Aurora stood barefoot against the stone tiles, the night breeze whispering through her silk robe. The world below was quiet, but within her, storms clashed in silence.
Behind her, footsteps approached—unhurried, purposeful.
"You always seek the highest ground when something's weighing on you," Sebastian said quietly.
She turned. He wasn't wearing his usual tailored suit tonight. A simple black linen shirt clung to his form, sleeves rolled carelessly. Somehow, the casual look made him seem more dangerous.
"I needed air," Aurora replied.
"Or distance," he said knowingly. "From everything… or everyone?"
She didn't answer.
Instead, she looked up at the moon. "You want me to fake a partnership. I want revenge. We're not exactly aligned."

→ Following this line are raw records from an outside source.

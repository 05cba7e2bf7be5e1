//! Term interpreter.
//!
//! Evaluation is a recursive walk over `Term` carrying a `Scope`: the shared per-query context,
//! bound function variables, and the implicit row. Operator families live in sibling modules and
//! are reached through `apply_op`.
use super::builder::Bound;
use super::term::{Call, Op, Term, VarId};
use super::value::{GroupedData, Sequence, Value};
use super::{aggregate, array, join, math, object, sequence, temporal};
use crate::datum::{Datum, Object};
use crate::errors::DbError;
use crate::storage::TableRef;
use chrono::{DateTime, FixedOffset, Utc};
use std::collections::{BTreeMap, HashMap};
use std::fmt;
use std::sync::Arc;

pub const DEFAULT_ARRAY_LIMIT: usize = 100_000;

/// State shared by every scope of one query: opened tables, limits and the query's clock.
#[derive(Clone)]
pub struct QueryContext {
    tables: HashMap<String, TableRef>,
    pub array_limit: usize,
    pub now: DateTime<FixedOffset>,
}

impl fmt::Debug for QueryContext {
    fn fmt(&self, f: &mut fmt::Formatter<'_>) -> fmt::Result {
        let mut names: Vec<&String> = self.tables.keys().collect();
        names.sort();
        f.debug_struct("QueryContext")
            .field("tables", &names)
            .field("array_limit", &self.array_limit)
            .field("now", &self.now)
            .finish()
    }
}

impl Default for QueryContext {
    fn default() -> Self {
        Self::new(DEFAULT_ARRAY_LIMIT)
    }
}

impl QueryContext {
    #[must_use]
    pub fn new(array_limit: usize) -> Self {
        Self { tables: HashMap::new(), array_limit, now: Utc::now().fixed_offset() }
    }

    pub fn add_table(&mut self, table: TableRef) {
        self.tables.insert(table.name().to_owned(), table);
    }

    pub fn table(&self, name: &str) -> Result<TableRef, DbError> {
        self.tables.get(name).cloned().ok_or_else(|| DbError::NoSuchTable(name.to_owned()))
    }
}

struct Binding {
    id: VarId,
    value: Datum,
    next: Option<Arc<Binding>>,
}

#[derive(Clone)]
pub struct Scope {
    ctx: Arc<QueryContext>,
    vars: Option<Arc<Binding>>,
    row: Option<Datum>,
}

impl fmt::Debug for Scope {
    fn fmt(&self, f: &mut fmt::Formatter<'_>) -> fmt::Result {
        f.debug_struct("Scope").field("ctx", &self.ctx).field("row", &self.row).finish_non_exhaustive()
    }
}

impl Scope {
    #[must_use]
    pub const fn new(ctx: Arc<QueryContext>) -> Self {
        Self { ctx, vars: None, row: None }
    }

    #[must_use]
    pub fn ctx(&self) -> &QueryContext {
        &self.ctx
    }

    #[must_use]
    pub fn array_limit(&self) -> usize {
        self.ctx.array_limit
    }

    fn lookup(&self, id: VarId) -> Result<Datum, DbError> {
        let mut cur = self.vars.as_ref();
        while let Some(b) = cur {
            if b.id == id {
                return Ok(b.value.clone());
            }
            cur = b.next.as_ref();
        }
        Err(DbError::QueryError(format!("Variable `{id}` is not bound")))
    }

    fn row(&self) -> Result<&Datum, DbError> {
        self.row
            .as_ref()
            .ok_or_else(|| DbError::QueryError("Implicit row used outside of a function".into()))
    }

    fn bind(&self, params: &[VarId], args: Vec<Datum>) -> Self {
        let mut vars = self.vars.clone();
        for (id, value) in params.iter().zip(args) {
            vars = Some(Arc::new(Binding { id: *id, value, next: vars }));
        }
        Self { ctx: Arc::clone(&self.ctx), vars, row: self.row.clone() }
    }

    /// Same bindings, with `table` replacing any snapshot of the same name.
    #[must_use]
    pub fn with_table(&self, table: TableRef) -> Self {
        let mut ctx = QueryContext::clone(&self.ctx);
        ctx.add_table(table);
        Self { ctx: Arc::new(ctx), vars: self.vars.clone(), row: self.row.clone() }
    }

    fn with_row(&self, row: Datum) -> Self {
        Self { ctx: Arc::clone(&self.ctx), vars: self.vars.clone(), row: Some(row) }
    }
}

/// A callable argument: either a `func` term or a plain expression over the implicit row.
#[derive(Debug, Clone)]
pub struct Function {
    params: Vec<VarId>,
    body: Arc<Term>,
}

impl Function {
    pub fn from_term(term: &Arc<Term>) -> Result<Self, DbError> {
        if let Term::Call(c) = term.as_ref()
            && c.op == Op::Func
        {
            let params = arg(c, 0)?
                .as_literal()
                .ok_or_else(|| DbError::QueryError("Function parameters must be literal".into()))?
                .expect_array()?
                .iter()
                .map(|d| d.expect_count().map(|n| n as VarId))
                .collect::<Result<Vec<_>, _>>()?;
            return Ok(Self { params, body: Arc::clone(arg(c, 1)?) });
        }
        Ok(Self { params: Vec::new(), body: Arc::clone(term) })
    }

    fn scope_for(&self, scope: &Scope, args: Vec<Datum>) -> Result<Scope, DbError> {
        if self.params.is_empty() {
            let row = args.into_iter().next().unwrap_or_default();
            return Ok(scope.with_row(row));
        }
        if args.len() != self.params.len() {
            return Err(DbError::InvalidArgument(format!(
                "Expected function with {} argument(s) but found function with {}",
                args.len(),
                self.params.len()
            )));
        }
        Ok(scope.bind(&self.params, args))
    }

    /// The body together with the scope it runs in for `args`, for callers that interpret the
    /// body themselves (writes nested in `for_each`).
    pub(crate) fn bind(&self, scope: &Scope, args: Vec<Datum>) -> Result<(Scope, &Arc<Term>), DbError> {
        Ok((self.scope_for(scope, args)?, &self.body))
    }

    pub fn call_value(&self, scope: &Scope, args: Vec<Datum>) -> Result<Value, DbError> {
        eval(&self.body, &self.scope_for(scope, args)?)
    }

    pub fn call(&self, scope: &Scope, args: Vec<Datum>) -> Result<Datum, DbError> {
        self.call_value(scope, args)?.into_datum(scope.array_limit())
    }
}

/// A string literal selects a field; anything else is a function of the row.
#[derive(Debug, Clone)]
pub enum Selector {
    Field(String),
    Func(Function),
}

impl Selector {
    pub fn from_term(term: &Arc<Term>) -> Result<Self, DbError> {
        match term.as_ref() {
            Term::Literal(Datum::String(name)) => Ok(Self::Field(name.clone())),
            _ => Ok(Self::Func(Function::from_term(term)?)),
        }
    }

    pub fn select(&self, scope: &Scope, row: &Datum) -> Result<Datum, DbError> {
        match self {
            Self::Field(name) => row.get_field(name).cloned(),
            Self::Func(f) => f.call(scope, vec![row.clone()]),
        }
    }

    /// `None` when the row lacks what the selector reads.
    pub fn select_opt(&self, scope: &Scope, row: &Datum) -> Result<Option<Datum>, DbError> {
        match self.select(scope, row) {
            Ok(d) => Ok(Some(d)),
            Err(e) if e.is_non_existence() => Ok(None),
            Err(e) => Err(e),
        }
    }
}

pub(crate) fn is_func(term: &Term) -> bool {
    term.op() == Some(Op::Func)
}

pub(crate) fn arg(c: &Call, i: usize) -> Result<&Arc<Term>, DbError> {
    c.args.get(i).ok_or_else(|| {
        DbError::QueryError(format!(
            "`{}` expects at least {} argument(s) but found {}",
            c.op.name(),
            i + 1,
            c.args.len()
        ))
    })
}

pub(crate) fn arg_datum(c: &Call, i: usize, scope: &Scope) -> Result<Datum, DbError> {
    eval_datum(arg(c, i)?, scope)
}

pub(crate) fn opt_datum(c: &Call, name: &str, scope: &Scope) -> Result<Option<Datum>, DbError> {
    c.opt(name).map(|t| eval_datum(t, scope)).transpose()
}

pub(crate) fn opt_string(c: &Call, name: &str, scope: &Scope) -> Result<Option<String>, DbError> {
    opt_datum(c, name, scope)?.map(|d| d.expect_str().map(str::to_owned)).transpose()
}

pub(crate) fn opt_bool(c: &Call, name: &str, scope: &Scope) -> Result<Option<bool>, DbError> {
    opt_datum(c, name, scope)?.map(|d| d.expect_bool()).transpose()
}

pub(crate) fn opt_bound(
    c: &Call,
    name: &str,
    scope: &Scope,
    default: Bound,
) -> Result<Bound, DbError> {
    opt_string(c, name, scope)?.map_or(Ok(default), |s| Bound::parse(&s))
}

pub fn eval(term: &Arc<Term>, scope: &Scope) -> Result<Value, DbError> {
    match term.as_ref() {
        Term::Literal(d) => Ok(Value::Datum(d.clone())),
        Term::Field(name) => Ok(Value::Datum(scope.row()?.get_field(name)?.clone())),
        Term::Call(c) => eval_call(c, scope),
    }
}

pub fn eval_datum(term: &Arc<Term>, scope: &Scope) -> Result<Datum, DbError> {
    eval(term, scope)?.into_datum(scope.array_limit())
}

pub fn eval_sequence(term: &Arc<Term>, scope: &Scope) -> Result<Sequence, DbError> {
    eval(term, scope)?.into_sequence()
}

/// Evaluates a one-argument function outside any query, e.g. to compute secondary index keys.
pub fn apply_standalone(func: &Arc<Term>, row: Datum) -> Result<Datum, DbError> {
    let scope = Scope::new(Arc::new(QueryContext::default()));
    Function::from_term(func)?.call(&scope, vec![row])
}

fn eval_call(c: &Call, scope: &Scope) -> Result<Value, DbError> {
    match c.op {
        Op::MakeArray => {
            let items = c.args.iter().map(|a| eval_datum(a, scope)).collect::<Result<Vec<_>, _>>()?;
            Ok(Datum::Array(items).into())
        }
        Op::MakeObject => {
            let mut out = Object::new();
            for (key, t) in &c.opts {
                out.insert(key.clone(), eval_datum(t, scope)?);
            }
            Ok(Datum::Object(out).into())
        }
        Op::Var => {
            let id = arg_datum(c, 0, scope)?.expect_count()? as VarId;
            scope.lookup(id).map(Value::Datum)
        }
        Op::ImplicitVar => scope.row().cloned().map(Value::Datum),
        Op::Func => Err(DbError::QueryError("A function can only be used as an argument".into())),
        Op::Table => {
            let name = arg_datum(c, 0, scope)?;
            scope.ctx().table(name.expect_str()?).map(Value::Table)
        }
        Op::Branch => {
            if arg_datum(c, 0, scope)?.is_truthy() {
                eval(arg(c, 1)?, scope)
            } else {
                eval(arg(c, 2)?, scope)
            }
        }
        Op::And => {
            let mut last = Datum::Bool(true);
            for a in &c.args {
                last = eval_datum(a, scope)?;
                if !last.is_truthy() {
                    break;
                }
            }
            Ok(last.into())
        }
        Op::Or => {
            let mut last = Datum::Bool(false);
            for a in &c.args {
                last = eval_datum(a, scope)?;
                if last.is_truthy() {
                    break;
                }
            }
            Ok(last.into())
        }
        Op::Default => eval_default(c, scope),
        Op::Range => sequence::range(c, scope),
        Op::Now => Ok(Datum::Time(scope.ctx().now).into()),
        Op::Time | Op::EpochTime | Op::Iso8601 => temporal::construct(c, scope),
        Op::Asc | Op::Desc => Err(DbError::QueryError(format!(
            "`{}` may only be used as an argument to `order_by`",
            c.op.name()
        ))),
        op if op.is_write() => Err(DbError::QueryError(format!(
            "`{}` must be the outermost term of a query",
            op.name()
        ))),
        _ => match eval(arg(c, 0)?, scope)? {
            Value::Grouped(groups) if c.op == Op::Ungroup => Ok(Datum::Array(groups.ungroup()).into()),
            Value::Grouped(groups) if c.op.is_group_aware() => apply_grouped(c, groups, scope),
            other if c.op == Op::Ungroup || matches!(other, Value::Grouped(_)) => {
                Err(DbError::TypeMismatch(format!(
                    "Cannot apply `{}` to {}",
                    c.op.name(),
                    other.type_name()
                )))
            }
            other => apply_op(c, other, scope),
        },
    }
}

fn eval_default(c: &Call, scope: &Scope) -> Result<Value, DbError> {
    let fallback = arg(c, 1)?;
    let failure = match eval(arg(c, 0)?, scope) {
        Ok(Value::Datum(Datum::Null)) => None,
        Ok(v) => return Ok(v),
        Err(e) if e.is_non_existence() => Some(e),
        Err(e) => return Err(e),
    };
    if is_func(fallback) {
        let message = failure.map_or(Datum::Null, |e| Datum::String(e.to_string()));
        return Function::from_term(fallback)?.call_value(scope, vec![message]);
    }
    eval(fallback, scope)
}

fn apply_grouped(c: &Call, groups: GroupedData, scope: &Scope) -> Result<Value, DbError> {
    let limit = scope.array_limit();
    let mut out = BTreeMap::new();
    for (key, rows) in groups.0 {
        let reduced = apply_op(c, Value::Datum(rows), scope)?.into_datum(limit)?;
        out.insert(key, reduced);
    }
    Ok(Value::Grouped(GroupedData(out)))
}

/// Applies `c` to an already evaluated receiver.
pub(crate) fn apply_op(c: &Call, recv: Value, scope: &Scope) -> Result<Value, DbError> {
    match c.op {
        Op::Get | Op::GetAll | Op::Between => sequence::table_access(c, recv, scope),
        Op::GetField
        | Op::HasFields
        | Op::Keys
        | Op::Pluck
        | Op::Without
        | Op::Merge
        | Op::WithFields
        | Op::Match => object::apply(c, recv, scope),
        Op::Eq
        | Op::Ne
        | Op::Gt
        | Op::Ge
        | Op::Lt
        | Op::Le
        | Op::Not
        | Op::Add
        | Op::Sub
        | Op::Mul
        | Op::Div
        | Op::Mod => math::apply(c, recv, scope),
        Op::Append
        | Op::Prepend
        | Op::Difference
        | Op::SetInsert
        | Op::SetUnion
        | Op::SetIntersection
        | Op::SetDifference
        | Op::InsertAt
        | Op::SpliceAt
        | Op::DeleteAt
        | Op::ChangeAt => array::apply(c, recv, scope),
        Op::Filter
        | Op::Map
        | Op::ConcatMap
        | Op::OrderBy
        | Op::Skip
        | Op::Limit
        | Op::Slice
        | Op::Nth
        | Op::IndexesOf
        | Op::IsEmpty
        | Op::Union
        | Op::Sample
        | Op::Distinct
        | Op::Contains => sequence::apply(c, recv, scope),
        Op::InnerJoin | Op::OuterJoin | Op::EqJoin | Op::Zip => join::apply(c, recv, scope),
        Op::Reduce | Op::Count | Op::Sum | Op::Avg | Op::Min | Op::Max | Op::Group => {
            aggregate::apply(c, recv, scope)
        }
        Op::InTimezone
        | Op::Timezone
        | Op::During
        | Op::Date
        | Op::TimeOfDay
        | Op::Year
        | Op::Month
        | Op::Day
        | Op::DayOfWeek
        | Op::DayOfYear
        | Op::Hours
        | Op::Minutes
        | Op::Seconds
        | Op::ToIso8601
        | Op::ToEpochTime => temporal::apply(c, recv, scope),
        other => Err(DbError::QueryError(format!("`{}` cannot be applied to a value", other.name()))),
    }
}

"But we want power," he said, stepping closer. "And that makes us allies."
His words were deliberate. Cold, calculated. Yet there was a faint warmth beneath them—a quiet pull she couldn't ignore.
He extended a hand. "Marry me. On paper. In front of the world. You'll gain your name back, and I'll gain strategic silence from your enemies."
Aurora laughed, though it sounded more like disbelief. "You're proposing a contract marriage under moonlight? That's either poetic or insane."
"Both," he said simply. "But the world will believe us if the performance is flawless. We'll protect each other. Use each other."
"And what if we fall for the illusion?" she asked quietly, almost to herself.
Sebastian's eyes didn't flinch. "Then we'll burn again. But together this time."
Something inside her cracked—an invisible wall she hadn't realized was still standing.
She looked down at his hand.
A pact made under the moon carried old power. She remembered it from a past life. Blood oaths sworn under starlight. Promises that bound souls across centuries.
Aurora slipped her hand into his.
"Then let's make the world believe," she said.